• What is expected
Please give an exact transcription of the records shown below.

[Stored dataset items]
»»
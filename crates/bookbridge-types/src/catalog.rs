//! Marketplace records the chat surfaces read but never own.

use serde::{Deserialize, Serialize};
use crate::id::EntityId;

/// A book listing, used to label sessions and assistant recommendations
#[derive(Debug, Clone, PartialEq, Serialize, Deserialize)]
pub struct BookSummary {
    pub id: EntityId,
    pub title: String,
    #[serde(default)]
    pub author: String,
    #[serde(default)]
    pub price: Option<f64>,
    #[serde(default)]
    pub image_url: Option<String>,
    #[serde(default)]
    pub seller_id: Option<EntityId>,
    #[serde(default)]
    pub seller_username: Option<String>,
}

/// Response of `POST /api/chatbot`
#[derive(Debug, Clone, Default, PartialEq, Serialize, Deserialize)]
pub struct ChatbotReply {
    #[serde(default)]
    pub response: String,
    #[serde(default)]
    pub books: Vec<BookSummary>,
}

/// One line of the persisted shopping cart
#[derive(Debug, Clone, PartialEq, Serialize, Deserialize)]
pub struct CartItem {
    pub id: EntityId,
    pub title: String,
    #[serde(default)]
    pub author: String,
    pub price: f64,
    #[serde(default)]
    pub seller_id: Option<EntityId>,
    #[serde(default)]
    pub seller_username: Option<String>,
    #[serde(default)]
    pub image_url: Option<String>,
    pub quantity: u32,
}

impl CartItem {
    pub fn from_book(book: &BookSummary) -> Option<Self> {
        Some(Self {
            id: book.id.clone(),
            title: book.title.clone(),
            author: if book.author.is_empty() {
                "Unknown".to_string()
            } else {
                book.author.clone()
            },
            price: book.price?,
            seller_id: book.seller_id.clone(),
            seller_username: book.seller_username.clone(),
            image_url: book.image_url.clone(),
            quantity: 1,
        })
    }

    pub fn line_total(&self) -> f64 {
        self.price * f64::from(self.quantity)
    }
}
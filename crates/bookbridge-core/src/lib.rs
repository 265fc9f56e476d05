//! BookBridge chat core.
//!
//! Everything here runs on one logical thread: UI callbacks, socket
//! callbacks and timers interleave but never run in parallel, so shared
//! state is `Rc<RefCell<_>>` and ports are `?Send`.

pub mod ports;
pub mod event_bus;
pub mod endpoint;
pub mod connection;
pub mod session_store;
pub mod reconciler;
pub mod auth;
pub mod cart;
pub mod assistant;

#[cfg(test)]
mod tests;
««
• Result for this task
filename crates/bookbridge-types/src/catalog.rs
//! Marketplace records the chat surfaces read but never own.

use serde::{Deserialize, Serialize};
use crate::id::EntityId;

/// A book listing, used to label sessions and assistant recommendations
#[derive(Debug, Clone, PartialEq, Serialize, Deserialize)]
pub struct BookSummary {
    pub id: EntityId,
    pub title: String,
    #[serde(default)]
    pub author: String,
    #[serde(default)]
    pub price: Option<f64>,
    #[serde(default)]
    pub image_url: Option<String>,
    #[serde(default)]
    pub seller_id: Option<EntityId>,
    #[serde(default)]
    pub seller_username: Option<String>,
}

/// Response of `POST /api/chatbot`
#[derive(Debug, Clone, Default, PartialEq, Serialize, Deserialize)]
pub struct ChatbotReply {
    #[serde(default)]
    pub response: String,
    #[serde(default)]
    pub books: Vec<BookSummary>,
}

/// One line of the persisted shopping cart
#[derive(Debug, Clone, PartialEq, Serialize, Deserialize)]
pub struct CartItem {
    pub id: EntityId,
    pub title: String,
    #[serde(default)]
    pub author: String,
    pub price: f64,
    #[serde(default)]
    pub seller_id: Option<EntityId>,
    #[serde(default)]
    pub seller_username: Option<String>,
    #[serde(default)]
    pub image_url: Option<String>,
    pub quantity: u32,
}

impl CartItem {
    pub fn from_book(book: &BookSummary) -> Option<Self> {
        Some(Self {
            id: book.id.clone(),
            title: book.title.clone(),
            author: if book.author.is_empty() {
                "Unknown".to_string()
            } else {
                book.author.clone()
            },
            price: book.price?,
            seller_id: book.seller_id.clone(),
            seller_username: book.seller_username.clone(),
            image_url: book.image_url.clone(),
            quantity: 1,
        })
    }

    pub fn line_total(&self) -> f64 {
        self.price * f64::from(self.quantity)
    }
}
filename crates/bookbridge-core/src/lib.rs
repository 265fc9f56e476d05
//! BookBridge chat core.
//!
//! Everything here runs on one logical thread: UI callbacks, socket
//! callbacks and timers interleave but never run in parallel, so shared
//! state is `Rc<RefCell<_>>` and ports are `?Send`.

pub mod ports;
pub mod event_bus;
pub mod endpoint;
pub mod connection;
pub mod session_store;
pub mod reconciler;
pub mod auth;
pub mod cart;
pub mod assistant;

#[cfg(test)]
mod tests;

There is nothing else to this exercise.